### Problem statement
Please find all lines in the data that hold the string "values" and copy them.
═══ Exercise data
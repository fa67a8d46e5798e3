use askama::Template;

use crate::error::Result;
use crate::web::view::NavView;

/// Minimal HTML document hosting the nav panel, for previewing a menu.
#[derive(Clone, askama::Template)]
#[template(path = "index.html")]
pub struct HomePage {
    title: String,
    stylesheet: Option<String>,
    panel: String,
}

impl HomePage {
    /// # Errors
    ///
    /// Returns [`Error::Render`](crate::Error::Render) if the panel fails to render.
    pub fn new(title: impl Into<String>, view: &NavView) -> Result<Self> {
        Ok(Self {
            title: title.into(),
            stylesheet: None,
            panel: view.to_html()?,
        })
    }

    #[must_use]
    pub fn with_stylesheet(self, href: impl Into<String>) -> Self {
        Self {
            stylesheet: Some(href.into()),
            ..self
        }
    }

    /// # Errors
    ///
    /// Returns [`Error::Render`](crate::Error::Render) if the template fails.
    pub fn to_html(&self) -> Result<String> {
        Ok(self.render()?)
    }
}

#[cfg(test)]
mod tests {
    use super::*;
    use crate::web::navbar::NavMenu;

    #[test]
    fn page_embeds_panel() {
        let view = NavMenu::default_routes().render();
        let html = HomePage::new("Dashboard", &view).unwrap().to_html().unwrap();
        assert!(html.starts_with("<!DOCTYPE html>"));
        assert!(html.contains("<title>Dashboard</title>"));
        assert!(html.contains(&view.to_html().unwrap()));
        assert!(!html.contains("stylesheet"));
    }

    #[test]
    fn optional_stylesheet() {
        let view = NavMenu::default_routes().render();
        let html = HomePage::new("Menu", &view)
            .unwrap()
            .with_stylesheet("/style.css")
            .to_html()
            .unwrap();
        assert!(html.contains(r#"<link rel="stylesheet" href="/style.css">"#));
    }
}
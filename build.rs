use std::process::Command;

fn main() {
    // Build information
    let ts =
        time_format::strftime_local("%Y-%m-%d %H:%M:%S %Z", time_format::now().unwrap()).unwrap();
    let short_hash = Command::new("git")
        .args(["rev-parse", "--short", "HEAD"])
        .output()
        .ok()
        .filter(|output| output.status.success())
        .and_then(|output| String::from_utf8(output.stdout).ok())
        .map(|hash| hash.trim().to_string())
        .filter(|hash| !hash.is_empty())
        .unwrap_or_else(|| "unknown".to_string());

    println!("cargo:rustc-env=BUILD_TS={ts}");
    println!("cargo:rustc-env=BUILD_HASH={short_hash}");
}
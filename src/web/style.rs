use serde::{Deserialize, Serialize};

/// CSS classes applied to the panel's elements.
///
/// Defaults are Tailwind utility classes for a dark, 300px wide side panel.
#[derive(Clone, Debug, PartialEq, Eq, Serialize, Deserialize)]
#[serde(default)]
pub struct NavStyle {
    /// The outer `<nav>`.
    pub nav: String,
    /// Padding wrapper inside the `<nav>`.
    pub inner: String,
    /// Brand block above the list.
    pub brand: String,
    /// The `<ul>` holding the links.
    pub list: String,
    /// Each `<a>`.
    pub link: String,
}

impl Default for NavStyle {
    fn default() -> Self {
        Self {
            nav: "block w-[300px] self-stretch rounded-l bg-zinc-900 text-white".to_owned(),
            inner: "p-4".to_owned(),
            brand: "mb-4".to_owned(),
            list: "space-y-4".to_owned(),
            link: "flex items-center gap-1".to_owned(),
        }
    }
}
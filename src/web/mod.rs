mod home_page;
mod icon;
mod navbar;
mod panel;
mod style;
mod view;

// Exports
pub use home_page::HomePage;
pub use icon::{Glyph, Icon, IconName, DEFAULT_ICON_SIZE};
pub use navbar::{NavEntry, NavMenu, DEFAULT_BRAND};
pub use panel::NavPanel;
pub use style::NavStyle;
pub use view::{reconcile, LinkChange, LinkView, NavView, Reconciliation};
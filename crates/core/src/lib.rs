//! Functional core of the Shopme back-office.
//!
//! Pure catalog types and operations live in [`catalog`], the persistence
//! contracts in [`storage`] and the on-disk image layout in [`media`].
//! Nothing in this crate performs I/O.

pub mod catalog;
pub mod media;
pub mod storage;
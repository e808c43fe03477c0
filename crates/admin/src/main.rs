mod app;
mod config;
mod handlers;
mod media;
mod mock_data;
mod service;
mod state;
mod storage;

use anyhow::Result;
use clap::Parser;
use listenfd::ListenFd;
use tokio::{net::TcpListener, signal};
use tracing_subscriber::{layer::SubscriberExt, util::SubscriberInitExt};

use crate::{app::create_app, config::Config, state::AppState};

/// Shopme Admin - back-office for the Shopme store
#[derive(Parser, Debug)]
#[command(name = "shopme-admin")]
#[command(version, about, long_about = None)]
struct Cli {
    /// Host address to bind the server to
    #[arg(long, short = 'H', default_value = "0.0.0.0", env = "HOST")]
    host: String,

    /// Port to listen on
    #[arg(long, short, default_value = "8080", env = "PORT")]
    port: u16,
}

#[tokio::main]
async fn main() -> Result<()> {
    let cli = Cli::parse();

    // Initialize tracing subscriber
    tracing_subscriber::registry()
        .with(
            tracing_subscriber::EnvFilter::try_from_default_env()
                .unwrap_or_else(|_| "shopme_admin=debug,tower_http=debug".into()),
        )
        .with(tracing_subscriber::fmt::layer())
        .init();

    let config = Config::from_env();
    tracing::info!(
        images = %config.product_images_dir.display(),
        max_upload_bytes = config.max_upload_bytes,
        "Loaded configuration"
    );

    let state = AppState::new(config).await?;
    let app = create_app(state);

    // Auto-reload support via listenfd
    let mut listenfd = ListenFd::from_env();
    let listener = match listenfd.take_tcp_listener(0)? {
        // If we are given a tcp listener on listen fd 0, use that one
        Some(listener) => {
            listener.set_nonblocking(true)?;
            TcpListener::from_std(listener)?
        }
        // Otherwise fall back to CLI-specified host:port
        None => {
            let addr = format!("{}:{}", cli.host, cli.port);
            TcpListener::bind(&addr).await?
        }
    };

    tracing::info!("listening on {}", listener.local_addr()?);

    axum::serve(listener, app)
        .with_graceful_shutdown(shutdown_signal())
        .await?;

    tracing::info!("Server stopped");
    Ok(())
}

/// Wait for shutdown signals (Ctrl+C or SIGTERM).
async fn shutdown_signal() {
    let ctrl_c = async {
        if let Err(e) = signal::ctrl_c().await {
            tracing::error!(error = %e, "Failed to install Ctrl+C handler");
            std::future::pending::<()>().await;
        }
    };

    #[cfg(unix)]
    let terminate = async {
        match signal::unix::signal(signal::unix::SignalKind::terminate()) {
            Ok(mut sigterm) => {
                sigterm.recv().await;
            }
            Err(e) => {
                tracing::error!(error = %e, "Failed to install SIGTERM handler");
                std::future::pending::<()>().await;
            }
        }
    };

    #[cfg(not(unix))]
    let terminate = std::future::pending::<()>();

    tokio::select! {
        _ = ctrl_c => {
            tracing::info!("Received Ctrl+C, shutting down...");
        }
        _ = terminate => {
            tracing::info!("Received SIGTERM, shutting down...");
        }
    }
}
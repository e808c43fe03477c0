//! Product save, delete and toggle workflows.
//!
//! Saving is two-phase: the record is persisted first so it has an ID, then
//! the image bytes are written under that ID. When the second phase fails the
//! first one is undone before the error is returned.

use std::io;
use std::sync::Arc;

use chrono::Utc;
use thiserror::Error;

use shopme_core::catalog::{CatalogError, Product, ProductId, ProductSubmission, UploadedImage};
use shopme_core::media::{ImageStore, ProductImagePaths};
use shopme_core::storage::{repository_error_to_status_code, ProductRepository, RepositoryError};

/// Errors returned by [`ProductService`].
#[derive(Debug, Error)]
pub enum ProductServiceError {
    #[error("Could not find any product with ID {id}")]
    NotFound { id: ProductId },
    #[error("Invalid product submission: {0}")]
    InvalidSubmission(#[from] CatalogError),
    #[error(transparent)]
    Repository(#[from] RepositoryError),
    #[error("Failed to write product images: {0}")]
    Images(#[from] io::Error),
}

impl ProductServiceError {
    /// HTTP status code for this error.
    pub fn status_code(&self) -> u16 {
        match self {
            Self::NotFound { .. } => 404,
            Self::InvalidSubmission(_) => 400,
            Self::Repository(e) => repository_error_to_status_code(e),
            Self::Images(_) => 500,
        }
    }
}

/// Coordinates the record store and the image store for products.
#[derive(Clone)]
pub struct ProductService {
    products: Arc<dyn ProductRepository>,
    images: Arc<dyn ImageStore>,
    paths: ProductImagePaths,
}

impl ProductService {
    pub fn new(
        products: Arc<dyn ProductRepository>,
        images: Arc<dyn ImageStore>,
        paths: ProductImagePaths,
    ) -> Self {
        Self {
            products,
            images,
            paths,
        }
    }

    /// Persists a submission, then writes its uploaded images.
    ///
    /// A submission without an ID creates a product. One with an ID edits the
    /// stored product and fails with `NotFound` when there is none.
    pub async fn save_product(
        &self,
        submission: ProductSubmission,
    ) -> Result<Product, ProductServiceError> {
        let previous = match submission.fields.id {
            Some(id) => Some(
                self.products
                    .get_product(id)
                    .await?
                    .ok_or(ProductServiceError::NotFound { id })?,
            ),
            None => None,
        };

        let draft = submission.to_draft(previous.as_ref(), Utc::now())?;

        let product = match &previous {
            Some(previous) => {
                let product = draft.into_product(previous.id);
                self.products.update_product(&product).await?;
                tracing::info!(product_id = %product.id, "Updated product");
                product
            }
            None => {
                let product = self.products.create_product(&draft).await?;
                tracing::info!(product_id = %product.id, "Created product");
                product
            }
        };

        if let Err(e) = self.write_images(product.id, &submission).await {
            tracing::error!(product_id = %product.id, error = %e, "Failed to write product images");
            self.compensate(&product, previous.as_ref()).await;
            return Err(e.into());
        }

        Ok(product)
    }

    async fn write_images(&self, id: ProductId, submission: &ProductSubmission) -> io::Result<()> {
        if let Some(image) = submission.main_upload() {
            let dir = self.paths.main_dir(id);
            let file_name = cleaned(image)?;
            self.images.clean_dir(&dir).await?;
            self.images.save_file(&dir, &file_name, &image.bytes).await?;
        }

        let extras_dir = self.paths.extras_dir(id);
        for image in submission.extra_uploads() {
            let file_name = cleaned(image)?;
            self.images
                .save_file(&extras_dir, &file_name, &image.bytes)
                .await?;
        }

        Ok(())
    }

    /// Undoes the record change of a failed save.
    async fn compensate(&self, product: &Product, previous: Option<&Product>) {
        match previous {
            Some(previous) => {
                if let Err(e) = self.products.update_product(previous).await {
                    tracing::warn!(product_id = %product.id, error = %e, "Failed to restore product");
                } else {
                    tracing::debug!(product_id = %product.id, "Restored previous product");
                }
            }
            None => {
                if let Err(e) = self.products.delete_product(product.id).await {
                    tracing::warn!(product_id = %product.id, error = %e, "Failed to remove product");
                }
                if let Err(e) = self.images.remove_dir(&self.paths.main_dir(product.id)).await {
                    tracing::warn!(product_id = %product.id, error = %e, "Failed to remove image directory");
                }
            }
        }
    }

    /// Deletes a product and its image directories.
    ///
    /// Directory removal failures are logged; the product is gone either way.
    pub async fn delete_product(&self, id: ProductId) -> Result<(), ProductServiceError> {
        if self.products.get_product(id).await?.is_none() {
            return Err(ProductServiceError::NotFound { id });
        }

        self.products.delete_product(id).await?;
        tracing::info!(product_id = %id, "Deleted product");

        for dir in [self.paths.extras_dir(id), self.paths.main_dir(id)] {
            if let Err(e) = self.images.remove_dir(&dir).await {
                tracing::warn!(product_id = %id, dir = %dir.display(), error = %e, "Failed to remove image directory");
            }
        }

        Ok(())
    }

    /// Sets the enabled flag of a product.
    pub async fn update_enabled_status(
        &self,
        id: ProductId,
        enabled: bool,
    ) -> Result<(), ProductServiceError> {
        if !self.products.update_enabled_status(id, enabled).await? {
            return Err(ProductServiceError::NotFound { id });
        }

        tracing::info!(product_id = %id, enabled, "Updated product status");
        Ok(())
    }
}

fn cleaned(image: &UploadedImage) -> io::Result<String> {
    image
        .cleaned_name()
        .map_err(|e| io::Error::new(io::ErrorKind::InvalidInput, e))
}
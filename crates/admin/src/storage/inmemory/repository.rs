//! In-memory repository implementation.

use std::collections::BTreeMap;
use std::sync::atomic::{AtomicI64, Ordering};
use std::sync::Arc;

use async_trait::async_trait;
use tokio::sync::RwLock;

use shopme_core::catalog::{
    sort_categories_by_name, Brand, Category, CategoryId, NewCategory, Product, ProductDraft,
    ProductId,
};
use shopme_core::storage::{
    BrandRepository, CategoryRepository, Page, PageRequest, ProductRepository, RepositoryError,
    Result, SortDir,
};

/// In-memory storage backend.
///
/// Identifiers are handed out from per-entity counters starting at 1, the
/// way an auto-increment column would.
#[derive(Debug, Clone)]
pub struct InMemoryRepository {
    products: Arc<RwLock<BTreeMap<ProductId, Product>>>,
    brands: Arc<RwLock<Vec<Brand>>>,
    categories: Arc<RwLock<BTreeMap<CategoryId, Category>>>,
    next_product_id: Arc<AtomicI64>,
    next_category_id: Arc<AtomicI64>,
}

impl Default for InMemoryRepository {
    fn default() -> Self {
        Self::new()
    }
}

impl InMemoryRepository {
    /// Creates a new empty in-memory repository.
    pub fn new() -> Self {
        Self {
            products: Arc::new(RwLock::new(BTreeMap::new())),
            brands: Arc::new(RwLock::new(Vec::new())),
            categories: Arc::new(RwLock::new(BTreeMap::new())),
            next_product_id: Arc::new(AtomicI64::new(1)),
            next_category_id: Arc::new(AtomicI64::new(1)),
        }
    }

    /// Creates a repository pre-filled with the given brands.
    pub fn with_brands(brands: Vec<Brand>) -> Self {
        Self {
            brands: Arc::new(RwLock::new(brands)),
            ..Self::new()
        }
    }
}

#[async_trait]
impl ProductRepository for InMemoryRepository {
    async fn get_product(&self, id: ProductId) -> Result<Option<Product>> {
        let products = self.products.read().await;
        Ok(products.get(&id).cloned())
    }

    async fn list_products(&self) -> Result<Vec<Product>> {
        let products = self.products.read().await;
        Ok(products.values().cloned().collect())
    }

    async fn create_product(&self, draft: &ProductDraft) -> Result<Product> {
        if let Some(id) = draft.id {
            return Err(RepositoryError::AlreadyExists {
                entity_type: "Product",
                id: id.to_string(),
            });
        }

        let mut products = self.products.write().await;
        let id = self.next_product_id.fetch_add(1, Ordering::SeqCst);
        let product = draft.clone().into_product(id);
        products.insert(id, product.clone());
        Ok(product)
    }

    async fn update_product(&self, product: &Product) -> Result<()> {
        let mut products = self.products.write().await;
        match products.get_mut(&product.id) {
            Some(stored) => {
                *stored = product.clone();
                Ok(())
            }
            None => Err(RepositoryError::not_found("Product", product.id)),
        }
    }

    async fn delete_product(&self, id: ProductId) -> Result<()> {
        let mut products = self.products.write().await;
        if products.remove(&id).is_none() {
            return Err(RepositoryError::not_found("Product", id));
        }
        Ok(())
    }

    async fn update_enabled_status(&self, id: ProductId, enabled: bool) -> Result<bool> {
        let mut products = self.products.write().await;
        Ok(products
            .get_mut(&id)
            .map(|product| product.enabled = enabled)
            .is_some())
    }
}

#[async_trait]
impl BrandRepository for InMemoryRepository {
    async fn list_brands(&self) -> Result<Vec<Brand>> {
        let mut brands = self.brands.read().await.clone();
        brands.sort_by(|a, b| a.name.cmp(&b.name));
        Ok(brands)
    }
}

#[async_trait]
impl CategoryRepository for InMemoryRepository {
    async fn list_categories(&self) -> Result<Vec<Category>> {
        let categories = self.categories.read().await;
        Ok(categories.values().cloned().collect())
    }

    async fn list_root_categories(
        &self,
        sort: SortDir,
        page: PageRequest,
    ) -> Result<Page<Category>> {
        let categories = self.categories.read().await;
        let mut roots: Vec<Category> = categories
            .values()
            .filter(|c| c.is_root())
            .cloned()
            .collect();
        sort_categories_by_name(&mut roots, sort);
        Ok(Page::from_sorted(roots, page))
    }

    async fn search_categories(
        &self,
        keyword: &str,
        sort: SortDir,
        page: PageRequest,
    ) -> Result<Page<Category>> {
        let needle = keyword.to_lowercase();
        let categories = self.categories.read().await;
        let mut found: Vec<Category> = categories
            .values()
            .filter(|c| c.name.to_lowercase().contains(&needle))
            .cloned()
            .collect();
        sort_categories_by_name(&mut found, sort);
        Ok(Page::from_sorted(found, page))
    }

    async fn count_by_id(&self, id: CategoryId) -> Result<u64> {
        let categories = self.categories.read().await;
        Ok(u64::from(categories.contains_key(&id)))
    }

    async fn find_by_name(&self, name: &str) -> Result<Option<Category>> {
        let categories = self.categories.read().await;
        Ok(categories.values().find(|c| c.name == name).cloned())
    }

    async fn find_by_alias(&self, alias: &str) -> Result<Option<Category>> {
        let categories = self.categories.read().await;
        Ok(categories.values().find(|c| c.alias == alias).cloned())
    }

    async fn create_category(&self, category: &NewCategory) -> Result<Category> {
        let mut categories = self.categories.write().await;
        if let Some(existing) = categories
            .values()
            .find(|c| c.name == category.name || c.alias == category.alias)
        {
            return Err(RepositoryError::AlreadyExists {
                entity_type: "Category",
                id: existing.id.to_string(),
            });
        }
        if let Some(parent_id) = category.parent_id {
            if !categories.contains_key(&parent_id) {
                return Err(RepositoryError::InvalidData(format!(
                    "Parent category {parent_id} does not exist"
                )));
            }
        }

        let id = self.next_category_id.fetch_add(1, Ordering::SeqCst);
        let stored = category.clone().into_category(id);
        categories.insert(id, stored.clone());
        Ok(stored)
    }

    async fn update_enabled_status(&self, id: CategoryId, enabled: bool) -> Result<bool> {
        let mut categories = self.categories.write().await;
        Ok(categories
            .get_mut(&id)
            .map(|category| category.enabled = enabled)
            .is_some())
    }
}

#[cfg(test)]
mod tests {
    use super::*;
    use chrono::Utc;
    use shopme_core::catalog::{ProductBuilder, ProductDetail, ProductFields};

    fn draft(name: &str) -> ProductDraft {
        ProductBuilder::new(ProductFields {
            name: name.to_string(),
            alias: name.to_lowercase(),
            ..ProductFields::new_product()
        })
        .details(vec![ProductDetail::new("Color", "Black")])
        .build(Utc::now())
    }

    #[tokio::test]
    async fn test_create_assigns_sequential_ids() {
        let repo = InMemoryRepository::new();

        let first = repo.create_product(&draft("Phone")).await.unwrap();
        let second = repo.create_product(&draft("Tablet")).await.unwrap();

        assert_eq!(first.id, 1);
        assert_eq!(second.id, 2);
        assert_eq!(repo.get_product(1).await.unwrap().unwrap().name, "Phone");
    }

    #[tokio::test]
    async fn test_create_rejects_draft_with_id() {
        let repo = InMemoryRepository::new();
        let mut with_id = draft("Phone");
        with_id.id = Some(9);

        let result = repo.create_product(&with_id).await;

        assert!(matches!(result, Err(RepositoryError::AlreadyExists { .. })));
    }

    #[tokio::test]
    async fn test_update_missing_product() {
        let repo = InMemoryRepository::new();
        let product = draft("Phone").into_product(5);

        let result = repo.update_product(&product).await;

        assert!(matches!(result, Err(RepositoryError::NotFound { .. })));
    }

    #[tokio::test]
    async fn test_update_replaces_product() {
        let repo = InMemoryRepository::new();
        let mut product = repo.create_product(&draft("Phone")).await.unwrap();
        product.name = "Smartphone".to_string();
        product.extra_images = vec!["side.png".to_string()];

        repo.update_product(&product).await.unwrap();

        let stored = repo.get_product(product.id).await.unwrap().unwrap();
        assert_eq!(stored.name, "Smartphone");
        assert_eq!(stored.extra_images, vec!["side.png".to_string()]);
    }

    #[tokio::test]
    async fn test_delete_product() {
        let repo = InMemoryRepository::new();
        let product = repo.create_product(&draft("Phone")).await.unwrap();

        repo.delete_product(product.id).await.unwrap();

        assert!(repo.get_product(product.id).await.unwrap().is_none());
        assert!(repo.delete_product(product.id).await.is_err());
    }

    #[tokio::test]
    async fn test_update_enabled_status_reports_missing_rows() {
        let repo = InMemoryRepository::new();
        let product = repo.create_product(&draft("Phone")).await.unwrap();

        assert!(ProductRepository::update_enabled_status(&repo, product.id, false)
            .await
            .unwrap());
        assert!(!ProductRepository::update_enabled_status(&repo, 99, false)
            .await
            .unwrap());
        assert!(!repo.get_product(product.id).await.unwrap().unwrap().enabled);
    }

    #[tokio::test]
    async fn test_list_brands_sorted_by_name() {
        let repo = InMemoryRepository::with_brands(vec![
            Brand::new(1, "Samsung"),
            Brand::new(2, "Apple"),
        ]);

        let names: Vec<String> = repo
            .list_brands()
            .await
            .unwrap()
            .into_iter()
            .map(|b| b.name)
            .collect();

        assert_eq!(names, vec!["Apple", "Samsung"]);
    }

    #[tokio::test]
    async fn test_root_categories_paged_and_sorted() {
        let repo = InMemoryRepository::new();
        for name in ["Electronics", "Books", "Computers"] {
            repo.create_category(&NewCategory::new(name, name.to_lowercase()))
                .await
                .unwrap();
        }
        repo.create_category(&NewCategory::new("Laptops", "laptops").with_parent(3))
            .await
            .unwrap();

        let page = repo
            .list_root_categories(SortDir::Desc, PageRequest::new(1, 2))
            .await
            .unwrap();

        let names: Vec<&str> = page.items.iter().map(|c| c.name.as_str()).collect();
        assert_eq!(names, vec!["Electronics", "Computers"]);
        assert_eq!(page.total_items, 3);
        assert_eq!(page.total_pages(), 2);
    }

    #[tokio::test]
    async fn test_search_categories_case_insensitive() {
        let repo = InMemoryRepository::new();
        repo.create_category(&NewCategory::new("Computers", "computers"))
            .await
            .unwrap();
        repo.create_category(&NewCategory::new("Computer Parts", "parts"))
            .await
            .unwrap();
        repo.create_category(&NewCategory::new("Books", "books"))
            .await
            .unwrap();

        let page = repo
            .search_categories("COMPUTER", SortDir::Asc, PageRequest::new(1, 10))
            .await
            .unwrap();

        let names: Vec<&str> = page.items.iter().map(|c| c.name.as_str()).collect();
        assert_eq!(names, vec!["Computer Parts", "Computers"]);
    }

    #[tokio::test]
    async fn test_category_lookups() {
        let repo = InMemoryRepository::new();
        let books = repo
            .create_category(&NewCategory::new("Books", "books"))
            .await
            .unwrap();

        assert_eq!(repo.count_by_id(books.id).await.unwrap(), 1);
        assert_eq!(repo.count_by_id(99).await.unwrap(), 0);
        assert_eq!(repo.find_by_name("Books").await.unwrap(), Some(books.clone()));
        assert_eq!(repo.find_by_alias("books").await.unwrap(), Some(books));
        assert!(repo.find_by_name("Music").await.unwrap().is_none());
    }

    #[tokio::test]
    async fn test_create_category_rejects_duplicates_and_orphans() {
        let repo = InMemoryRepository::new();
        repo.create_category(&NewCategory::new("Books", "books"))
            .await
            .unwrap();

        let duplicate = repo
            .create_category(&NewCategory::new("Books", "other-alias"))
            .await;
        let orphan = repo
            .create_category(&NewCategory::new("Novels", "novels").with_parent(42))
            .await;

        assert!(matches!(duplicate, Err(RepositoryError::AlreadyExists { .. })));
        assert!(matches!(orphan, Err(RepositoryError::InvalidData(_))));
    }

    #[tokio::test]
    async fn test_category_enabled_status() {
        let repo = InMemoryRepository::new();
        let books = repo
            .create_category(&NewCategory::new("Books", "books"))
            .await
            .unwrap();

        assert!(CategoryRepository::update_enabled_status(&repo, books.id, false)
            .await
            .unwrap());
        assert!(!CategoryRepository::update_enabled_status(&repo, 77, true)
            .await
            .unwrap());
        assert!(!repo.find_by_name("Books").await.unwrap().unwrap().enabled);
    }
}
══════
### Response
        Ok(products.values().cloned().collect())
        Ok(categories.values().cloned().collect())
            .values()
            .values()
        Ok(categories.values().find(|c| c.name == name).cloned())
        Ok(categories.values().find(|c| c.alias == alias).cloned())
            .values()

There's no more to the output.